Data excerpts
==============================

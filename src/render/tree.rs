//! Declarative presentation nodes produced by the render engine. Nothing here
//! knows about the terminal; the UI layer reads these nodes and draws them.

use crate::models::{Id, MenuItem};

/// Direction glyph shown next to a category name.
#[derive(Debug, Clone, Copy, PartialEq, Eq)]
pub enum Indicator {
    Collapsed,
    Expanded,
}

impl Indicator {
    pub fn glyph(self) -> &'static str {
        match self {
            Indicator::Collapsed => "▸",
            Indicator::Expanded => "▾",
        }
    }
}

/// Visibility of a category's items panel.
#[derive(Debug, Clone, Copy, PartialEq, Eq)]
pub enum PanelState {
    Collapsed,
    Expanded,
}

impl From<PanelState> for Indicator {
    fn from(state: PanelState) -> Self {
        match state {
            PanelState::Collapsed => Indicator::Collapsed,
            PanelState::Expanded => Indicator::Expanded,
        }
    }
}

/// Interactions attached to nodes. Dispatch goes through the session, keyed by
/// the category id stored here, so re-rendering never leaves stale handlers.
#[derive(Debug, Clone, PartialEq, Eq)]
pub enum Action {
    ToggleCategory(Id),
}

/// One rendered menu item.
#[derive(Debug, Clone, PartialEq)]
pub struct ItemBlock {
    pub item_id: Id,
    pub name: String,
    pub description: String,
    /// Already formatted, e.g. `€8.50`.
    pub price: String,
}

impl From<&MenuItem> for ItemBlock {
    fn from(item: &MenuItem) -> Self {
        Self {
            item_id: item.id.clone(),
            name: item.name.clone(),
            description: item.description.clone(),
            price: item.display_price(),
        }
    }
}

#[derive(Debug, Clone, PartialEq)]
pub enum Node {
    /// Collapsible header for a category in the grouped layout.
    CategoryHeader {
        category_id: Id,
        name: String,
        description: Option<String>,
        indicator: Indicator,
        action: Action,
    },
    /// Items belonging to the header with the same `category_id`.
    ItemsPanel {
        category_id: Id,
        hidden: bool,
        items: Vec<ItemBlock>,
    },
    /// Flat item used by the search layout.
    Item(ItemBlock),
    /// Placeholder when a search matches nothing.
    Empty { message: String },
}

impl Node {
    pub fn is_category_header(&self) -> bool {
        matches!(self, Node::CategoryHeader { .. })
    }

    pub fn action(&self) -> Option<&Action> {
        match self {
            Node::CategoryHeader { action, .. } => Some(action),
            _ => None,
        }
    }
}

/// Count the item blocks in a node list, hidden panels included.
pub fn item_count(nodes: &[Node]) -> usize {
    nodes
        .iter()
        .map(|node| match node {
            Node::ItemsPanel { items, .. } => items.len(),
            Node::Item(_) => 1,
            _ => 0,
        })
        .sum()
}

#[cfg(test)]
mod tests {
    use super::*;

    #[test]
    fn indicator_follows_panel_state() {
        assert_eq!(Indicator::from(PanelState::Collapsed), Indicator::Collapsed);
        assert_eq!(Indicator::from(PanelState::Expanded), Indicator::Expanded);
        assert_ne!(Indicator::Collapsed.glyph(), Indicator::Expanded.glyph());
    }

    #[test]
    fn counts_items_in_panels_and_flat_blocks() {
        let block = ItemBlock {
            item_id: Id::Int(1),
            name: "Soup".into(),
            description: String::new(),
            price: "€4.00".into(),
        };
        let nodes = vec![
            Node::ItemsPanel {
                category_id: Id::Int(1),
                hidden: true,
                items: vec![block.clone(), block.clone()],
            },
            Node::Item(block),
            Node::Empty {
                message: "nothing".into(),
            },
        ];
        assert_eq!(item_count(&nodes), 3);
    }
}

==============================

__DESCRIPTION OF THE TASK__
Give the records again, complete and exact.

__RESPONSE TO THE EXERCISE__
filename src/render/tree.rs
//! Declarative presentation nodes produced by the render engine. Nothing here
//! knows about the terminal; the UI layer reads these nodes and draws them.

use crate::models::{Id, MenuItem};

/// Direction glyph shown next to a category name.
#[derive(Debug, Clone, Copy, PartialEq, Eq)]
pub enum Indicator {
    Collapsed,
    Expanded,
}

impl Indicator {
    pub fn glyph(self) -> &'static str {
        match self {
            Indicator::Collapsed => "▸",
            Indicator::Expanded => "▾",
        }
    }
}

/// Visibility of a category's items panel.
#[derive(Debug, Clone, Copy, PartialEq, Eq)]
pub enum PanelState {
    Collapsed,
    Expanded,
}

impl From<PanelState> for Indicator {
    fn from(state: PanelState) -> Self {
        match state {
            PanelState::Collapsed => Indicator::Collapsed,
            PanelState::Expanded => Indicator::Expanded,
        }
    }
}

/// Interactions attached to nodes. Dispatch goes through the session, keyed by
/// the category id stored here, so re-rendering never leaves stale handlers.
#[derive(Debug, Clone, PartialEq, Eq)]
pub enum Action {
    ToggleCategory(Id),
}

/// One rendered menu item.
#[derive(Debug, Clone, PartialEq)]
pub struct ItemBlock {
    pub item_id: Id,
    pub name: String,
    pub description: String,
    /// Already formatted, e.g. `€8.50`.
    pub price: String,
}

impl From<&MenuItem> for ItemBlock {
    fn from(item: &MenuItem) -> Self {
        Self {
            item_id: item.id.clone(),
            name: item.name.clone(),
            description: item.description.clone(),
            price: item.display_price(),
        }
    }
}

#[derive(Debug, Clone, PartialEq)]
pub enum Node {
    /// Collapsible header for a category in the grouped layout.
    CategoryHeader {
        category_id: Id,
        name: String,
        description: Option<String>,
        indicator: Indicator,
        action: Action,
    },
    /// Items belonging to the header with the same `category_id`.
    ItemsPanel {
        category_id: Id,
        hidden: bool,
        items: Vec<ItemBlock>,
    },
    /// Flat item used by the search layout.
    Item(ItemBlock),
    /// Placeholder when a search matches nothing.
    Empty { message: String },
}

impl Node {
    pub fn is_category_header(&self) -> bool {
        matches!(self, Node::CategoryHeader { .. })
    }

    pub fn action(&self) -> Option<&Action> {
        match self {
            Node::CategoryHeader { action, .. } => Some(action),
            _ => None,
        }
    }
}

/// Count the item blocks in a node list, hidden panels included.
pub fn item_count(nodes: &[Node]) -> usize {
    nodes
        .iter()
        .map(|node| match node {
            Node::ItemsPanel { items, .. } => items.len(),
            Node::Item(_) => 1,
            _ => 0,
        })
        .sum()
}

#[cfg(test)]
mod tests {
    use super::*;

    #[test]
    fn indicator_follows_panel_state() {
        assert_eq!(Indicator::from(PanelState::Collapsed), Indicator::Collapsed);
        assert_eq!(Indicator::from(PanelState::Expanded), Indicator::Expanded);
        assert_ne!(Indicator::Collapsed.glyph(), Indicator::Expanded.glyph());
    }

    #[test]
    fn counts_items_in_panels_and_flat_blocks() {
        let block = ItemBlock {
            item_id: Id::Int(1),
            name: "Soup".into(),
            description: String::new(),
            price: "€4.00".into(),
        };
        let nodes = vec![
            Node::ItemsPanel {
                category_id: Id::Int(1),
                hidden: true,
                items: vec![block.clone(), block.clone()],
            },
            Node::Item(block),
            Node::Empty {
                message: "nothing".into(),
            },
        ];
        assert_eq!(item_count(&nodes), 3);
    }
}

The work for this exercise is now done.